Voilà 500 ans que François Ier a accédé au trône, et avec lui la dernière lignée des Valois. Mais son fils Henri II et ses trois petits-fils François II, Charles IX et Henri III n’auront pas sa légende dorée : la mémoire collective en a fait les pires rois de l’histoire. Didier Le Fur, l’un des meilleurs spécialistes de la période, a publié en avril une imposante biographie, François Ier (Perrin, 1024 p., 29,50 euros), fruit de six années de recherche. L’historien revient pour PHILITT sur le destin de ces cinq rois et montre comment, au gré des époques et des récupérations politiques, leur image a évolué et jeté un voile sur la réalité de leur règne à une période cruciale dans la construction de la France.
Didier Le Fur : Sa perception a évolué selon les périodes.
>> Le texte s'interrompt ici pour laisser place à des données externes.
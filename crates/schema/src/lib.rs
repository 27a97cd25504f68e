//! Declarative field validation and record dumping.
//!
//! Declare fields with a [`FieldKind`] and constraints, check untyped
//! [`Value`]s with `validate`, and convert accepted values into typed
//! output with `dump`. A [`Schema`] binds a set of fields to a model and
//! validates or dumps whole records; compiled schemas live in the global
//! [`Registry`].
//!
//! ```rust,ignore
//! use schema_helper::prelude::*;
//!
//! #[derive(Default, serde::Serialize)]
//! struct User { id: i64, username: String }
//!
//! struct UserSchema;
//!
//! impl DeclareSchema for UserSchema {
//!     fn definition() -> SchemaDefinition {
//!         SchemaDefinition::new()
//!             .model::<User>()
//!             .field("id", FieldSpec::integer().required(true))
//!             .field("username", FieldSpec::string().required(true))
//!     }
//! }
//!
//! let schema = Schema::of::<UserSchema>()?;
//! let user = User { id: 7, username: "testuser".into() };
//! assert_eq!(
//!     schema.dump_to_json(&Record::from_model(&user)?.into(), true)?,
//!     r#"{"id":7,"username":"testuser"}"#,
//! );
//! ```

pub mod catalog;
pub mod datetime;
pub mod error;
pub mod factory;
pub mod field;
pub mod kind;
pub mod model;
pub mod registry;
pub mod schema;
pub mod value;

pub use catalog::Catalog;
pub use datetime::Timestamp;
pub use error::{Result, SchemaError};
pub use factory::{FieldFactory, FieldSpec};
pub use field::Field;
pub use kind::FieldKind;
pub use model::{ModelDef, Record};
pub use registry::Registry;
pub use schema::{DeclareSchema, Schema, SchemaDefinition};
pub use value::{Number, Value, numeric};

pub mod prelude {
    pub use crate::catalog::Catalog;
    pub use crate::datetime::Timestamp;
    pub use crate::error::SchemaError;
    pub use crate::factory::{FieldFactory, FieldSpec};
    pub use crate::field::{
        BoolField, Bounds, DateTimeField, DoubleField, EmailField, Field, IntField, RangedField,
        RegExField, SchemaField, StringField,
    };
    pub use crate::kind::FieldKind;
    pub use crate::model::{ModelDef, Record};
    pub use crate::registry::{Registry, SchemaEntry};
    pub use crate::schema::{DeclareSchema, ModelRef, Schema, SchemaDefinition};
    pub use crate::value::{Number, Value};
}
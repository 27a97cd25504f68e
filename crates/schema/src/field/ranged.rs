use std::fmt;

use crate::error::{Result, SchemaError};

/// Optional inclusive lower and upper bounds.
#[derive(Debug, Clone, PartialEq)]
pub struct Bounds<T> {
    min: Option<T>,
    max: Option<T>,
}

impl<T> Default for Bounds<T> {
    fn default() -> Self {
        Self {
            min: None,
            max: None,
        }
    }
}

impl<T: PartialOrd + fmt::Display> Bounds<T> {
    /// Fails when both bounds are set and `min > max`.
    pub fn new(min: Option<T>, max: Option<T>) -> Result<Self> {
        if let (Some(lo), Some(hi)) = (&min, &max) {
            if lo > hi {
                return Err(SchemaError::invalid_argument(format!(
                    "min {lo} is greater than max {hi}"
                )));
            }
        }
        Ok(Self { min, max })
    }

    #[must_use]
    pub fn min(&self) -> Option<&T> {
        self.min.as_ref()
    }

    #[must_use]
    pub fn max(&self) -> Option<&T> {
        self.max.as_ref()
    }

    /// A missing bound leaves that side open.
    #[must_use]
    pub fn contains(&self, value: &T) -> bool {
        self.min.as_ref().is_none_or(|lo| lo <= value)
            && self.max.as_ref().is_none_or(|hi| value <= hi)
    }

    #[must_use]
    pub fn is_unbounded(&self) -> bool {
        self.min.is_none() && self.max.is_none()
    }
}

/// A field whose accepted values are limited to a `[min, max]` range.
pub trait RangedField {
    type Bound: PartialOrd + fmt::Display;

    fn bounds(&self) -> &Bounds<Self::Bound>;

    fn min(&self) -> Option<&Self::Bound> {
        self.bounds().min()
    }

    fn max(&self) -> Option<&Self::Bound> {
        self.bounds().max()
    }
}

#[cfg(test)]
mod tests {
    use super::*;

    #[test]
    fn inverted_bounds_fail() {
        assert!(Bounds::new(Some(5), Some(1)).is_err());
        assert!(Bounds::new(Some(1.5), Some(1.0)).is_err());
    }

    #[test]
    fn equal_bounds_are_allowed() {
        let bounds = Bounds::new(Some(3), Some(3)).unwrap();
        assert!(bounds.contains(&3));
        assert!(!bounds.contains(&2));
        assert!(!bounds.contains(&4));
    }

    #[test]
    fn one_sided_bounds() {
        let lower = Bounds::new(Some(0), None).unwrap();
        assert!(lower.contains(&0));
        assert!(lower.contains(&i64::MAX));
        assert!(!lower.contains(&-1));

        let upper = Bounds::new(None, Some(10)).unwrap();
        assert!(upper.contains(&i64::MIN));
        assert!(!upper.contains(&11));
    }

    #[test]
    fn unbounded_contains_everything() {
        let bounds = Bounds::<f64>::default();
        assert!(bounds.is_unbounded());
        assert!(bounds.contains(&f64::MAX));
        assert_eq!(bounds.min(), None);
    }
}
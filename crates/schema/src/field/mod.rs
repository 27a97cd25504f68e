//! Field definitions: one struct per kind, unified by the [`Field`] enum.
//!
//! Every field answers two questions about an untyped [`Value`]:
//!
//! - `validate`: is this value acceptable? Total and boolean; bad shapes
//!   give `false`, never an error.
//! - `dump`: convert an accepted value to its canonical typed form. Null
//!   and unconvertible shapes are errors.

use crate::error::Result;
use crate::kind::FieldKind;
use crate::value::Value;

/// Accessors and builder methods shared by every concrete field.
macro_rules! field_common {
    ($ty:ident) => {
        impl $ty {
            #[must_use]
            pub fn name(&self) -> &str {
                self.base.name()
            }

            #[must_use]
            pub fn kind(&self) -> $crate::kind::FieldKind {
                self.base.kind()
            }

            #[must_use]
            pub fn is_required(&self) -> bool {
                self.base.is_required()
            }

            #[must_use]
            pub fn is_nullable(&self) -> bool {
                self.base.is_nullable()
            }

            #[must_use]
            pub fn default_value(&self) -> Option<&$crate::value::Value> {
                self.base.default_value()
            }

            #[must_use]
            pub fn base(&self) -> &$crate::field::FieldBase {
                &self.base
            }

            /// Mark the field as required (advisory only).
            #[must_use]
            pub fn required(mut self, required: bool) -> Self {
                self.base.required = required;
                self
            }

            /// Whether `validate(null)` succeeds.
            #[must_use]
            pub fn nullable(mut self, nullable: bool) -> Self {
                self.base.nullable = nullable;
                self
            }

            /// Attach a default, stored as given.
            #[must_use]
            pub fn with_default(mut self, default: impl Into<$crate::value::Value>) -> Self {
                self.base.default = Some(default.into());
                self
            }
        }
    };
}

mod base;
mod boolean;
mod datetime;
mod double;
mod email;
mod integer;
mod nested;
mod pattern;
mod ranged;
mod string;

pub use base::FieldBase;
pub use boolean::BoolField;
pub use datetime::DateTimeField;
pub use double::DoubleField;
pub use email::{EmailField, is_valid_email};
pub use integer::IntField;
pub use nested::SchemaField;
pub use pattern::RegExField;
pub use ranged::{Bounds, RangedField};
pub use string::StringField;

/// A compiled field of any kind.
#[derive(Debug, Clone, PartialEq)]
pub enum Field {
    Bool(BoolField),
    Int(IntField),
    Double(DoubleField),
    String(StringField),
    Email(EmailField),
    RegEx(RegExField),
    DateTime(DateTimeField),
    Schema(SchemaField),
}

macro_rules! delegate_base {
    ($self:ident) => {
        match $self {
            Self::Bool(f) => f.base(),
            Self::Int(f) => f.base(),
            Self::Double(f) => f.base(),
            Self::String(f) => f.base(),
            Self::Email(f) => f.base(),
            Self::RegEx(f) => f.base(),
            Self::DateTime(f) => f.base(),
            Self::Schema(f) => f.base(),
        }
    };
}

impl Field {
    #[must_use]
    pub fn name(&self) -> &str {
        delegate_base!(self).name()
    }

    #[must_use]
    pub fn kind(&self) -> FieldKind {
        delegate_base!(self).kind()
    }

    #[must_use]
    pub fn is_required(&self) -> bool {
        delegate_base!(self).is_required()
    }

    #[must_use]
    pub fn is_nullable(&self) -> bool {
        delegate_base!(self).is_nullable()
    }

    #[must_use]
    pub fn default_value(&self) -> Option<&Value> {
        delegate_base!(self).default_value()
    }

    /// Check `value` against the field.
    ///
    /// Only a nested schema field can fail, and only when its schema is
    /// missing from the registry.
    pub fn validate(&self, value: &Value) -> Result<bool> {
        Ok(match self {
            Self::Bool(f) => f.validate(value),
            Self::Int(f) => f.validate(value),
            Self::Double(f) => f.validate(value),
            Self::String(f) => f.validate(value),
            Self::Email(f) => f.validate(value),
            Self::RegEx(f) => f.validate(value),
            Self::DateTime(f) => f.validate(value),
            Self::Schema(f) => return f.validate(value),
        })
    }

    /// Convert `value` to the canonical typed form for this field's kind.
    pub fn dump(&self, value: &Value) -> Result<Value> {
        match self {
            Self::Bool(f) => f.dump(value),
            Self::Int(f) => f.dump(value),
            Self::Double(f) => f.dump(value),
            Self::String(f) => f.dump(value),
            Self::Email(f) => f.dump(value),
            Self::RegEx(f) => f.dump(value),
            Self::DateTime(f) => f.dump(value),
            Self::Schema(f) => f.dump(value),
        }
    }

    /// Set the stored default. Used by the factory after typing it.
    pub(crate) fn set_default(&mut self, default: Value) {
        let base = match self {
            Self::Bool(f) => &mut f.base,
            Self::Int(f) => &mut f.base,
            Self::Double(f) => &mut f.base,
            Self::String(f) => &mut f.base,
            Self::Email(f) => &mut f.base,
            Self::RegEx(f) => &mut f.base,
            Self::DateTime(f) => &mut f.base,
            Self::Schema(f) => &mut f.base,
        };
        base.default = Some(default);
    }

    /// Apply the flags common to every kind.
    pub(crate) fn set_flags(&mut self, required: bool, nullable: bool) {
        let base = match self {
            Self::Bool(f) => &mut f.base,
            Self::Int(f) => &mut f.base,
            Self::Double(f) => &mut f.base,
            Self::String(f) => &mut f.base,
            Self::Email(f) => &mut f.base,
            Self::RegEx(f) => &mut f.base,
            Self::DateTime(f) => &mut f.base,
            Self::Schema(f) => &mut f.base,
        };
        base.required = required;
        base.nullable = nullable;
    }
}

macro_rules! impl_from_field {
    ($($variant:ident($ty:ident)),* $(,)?) => {
        $(
            impl From<$ty> for Field {
                fn from(field: $ty) -> Self {
                    Self::$variant(field)
                }
            }
        )*
    };
}

impl_from_field!(
    Bool(BoolField),
    Int(IntField),
    Double(DoubleField),
    String(StringField),
    Email(EmailField),
    RegEx(RegExField),
    DateTime(DateTimeField),
    Schema(SchemaField),
);
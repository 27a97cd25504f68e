//! Name lookup for schema and model types.
//!
//! Field declarations and JSON schema definitions refer to other schemas and
//! to models by name. The catalog maps those names to something callable:
//! a compile function for schemas, a [`ModelDef`] for models.

use std::sync::LazyLock;

use dashmap::DashMap;
use serde::Serialize;

use crate::error::{Result, SchemaError};
use crate::factory::SchemaResolver;
use crate::model::{ModelDef, short_type_name};
use crate::schema::{DeclareSchema, Schema};

static GLOBAL: LazyLock<Catalog> = LazyLock::new(Catalog::new);

/// Known schema and model types, addressable by name.
///
/// Typed registrations are reachable under both the full type path and
/// the bare type name.
#[derive(Debug, Default)]
pub struct Catalog {
    schemas: DashMap<String, SchemaResolver>,
    models: DashMap<String, ModelDef>,
}

impl Catalog {
    #[must_use]
    pub fn new() -> Self {
        Self::default()
    }

    /// The process-wide catalog consulted by [`FieldFactory`](crate::FieldFactory).
    #[must_use]
    pub fn global() -> &'static Self {
        &GLOBAL
    }

    /// Make schema `S` available to field declarations by type name.
    pub fn register_schema<S: DeclareSchema>(&self) {
        let id = S::id();
        let short = short_type_name(&id).to_owned();
        tracing::debug!(schema = %id, "catalogued schema type");
        self.schemas.insert(short, Schema::of::<S>);
        self.schemas.insert(id, Schema::of::<S>);
    }

    /// Register a schema under an arbitrary name.
    pub fn register_schema_fn(&self, name: impl Into<String>, resolve: SchemaResolver) {
        self.schemas.insert(name.into(), resolve);
    }

    #[must_use]
    pub fn schema_resolver(&self, name: &str) -> Option<SchemaResolver> {
        self.schemas.get(name).map(|entry| *entry.value())
    }

    #[must_use]
    pub fn has_schema(&self, name: &str) -> bool {
        self.schemas.contains_key(name)
    }

    /// Make model `T` available to JSON schema definitions by type name.
    pub fn register_model<T: Serialize + Default>(&self) -> Result<()> {
        self.register_model_def(ModelDef::of::<T>()?);
        Ok(())
    }

    /// Register a hand-built model descriptor under its name and short name.
    pub fn register_model_def(&self, model: ModelDef) {
        tracing::debug!(model = %model.name(), "catalogued model type");
        let short = model.short_name().to_owned();
        if short != model.name() {
            self.models.insert(short, model.clone());
        }
        self.models.insert(model.name().to_owned(), model);
    }

    /// Look up a model by name.
    pub fn model(&self, name: &str) -> Result<ModelDef> {
        self.models
            .get(name)
            .map(|entry| entry.value().clone())
            .ok_or_else(|| SchemaError::ModelNotFound {
                model: name.to_owned(),
            })
    }

    #[must_use]
    pub fn has_model(&self, name: &str) -> bool {
        self.models.contains_key(name)
    }
}

#[cfg(test)]
mod tests {
    use super::*;

    #[derive(Default, Serialize)]
    struct Invoice {
        number: i64,
        total: f64,
    }

    #[test]
    fn models_resolve_by_full_and_short_name() {
        let catalog = Catalog::new();
        catalog.register_model::<Invoice>().unwrap();

        let by_short = catalog.model("Invoice").unwrap();
        assert_eq!(by_short.attributes(), ["number", "total"]);
        assert!(catalog.has_model(std::any::type_name::<Invoice>()));
    }

    #[test]
    fn unknown_model_fails() {
        let catalog = Catalog::new();
        assert_eq!(
            catalog.model("Ghost").unwrap_err(),
            SchemaError::ModelNotFound {
                model: "Ghost".into()
            }
        );
    }

    #[test]
    fn hand_built_models() {
        let catalog = Catalog::new();
        catalog.register_model_def(ModelDef::new("Point", ["x", "y"]));
        assert_eq!(catalog.model("Point").unwrap().attributes(), ["x", "y"]);
    }

    fn ledger_schema() -> Result<Schema> {
        Schema::lookup("catalog::tests::Ledger")
    }

    #[test]
    fn schemas_register_under_any_name() {
        let catalog = Catalog::new();
        catalog.register_schema_fn("Ledger", ledger_schema);
        assert!(catalog.has_schema("Ledger"));

        let resolve = catalog.schema_resolver("Ledger").unwrap();
        assert!(matches!(
            resolve(),
            Err(SchemaError::NotRegistered { .. })
        ));
    }

    #[test]
    fn schema_names_start_unknown() {
        let catalog = Catalog::new();
        assert!(!catalog.has_schema("TokenSchema"));
        assert!(catalog.schema_resolver("TokenSchema").is_none());
    }
}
Ses descendants Valois le considéraient comme un grand roi car c’était le chef de famille, à l’image d’Henri IV pour la dynastie de Bourbon. Mais avec l’avènement de ce dernier, en 1589, les Bourbons ont voulu noircir ce passé pour donner du prestige à leur lignée. François Ier est alors vu, jusqu’à la Restauration et en passant par Voltaire et Michelet, comme un roi faible car manipulé par les femmes – bien que ce soit faux – : sa mère Louise de Savoie, Diane de Poitiers, la duchesse d’Étampes… Son intolérance religieuse et ses augmentations d’impôts sont aussi soulignées.
Cette image disparaît à partir de la Restauration car le régime va chercher à réinventer une monarchie idéale d’avant l’absolutisme. François Ier a alors incarné la figure d’une France brillante, guerrière et chevaleresque. Bien que cette image se soit ternie à partir de la monarchie de Juillet, la dimension civilisatrice se maintient avec l’appui d’hommes de lettres comme Sainte-Beuve. Il a alors été servi par l’invention de la notion de Renaissance : on en a fait le premier roi de cette période, donc son flambeau. À partir de la conquête d’Algérie, en 1830, François Ier est utilisé pour promouvoir la conquête coloniale, tout comme saint Louis et Charles Martel.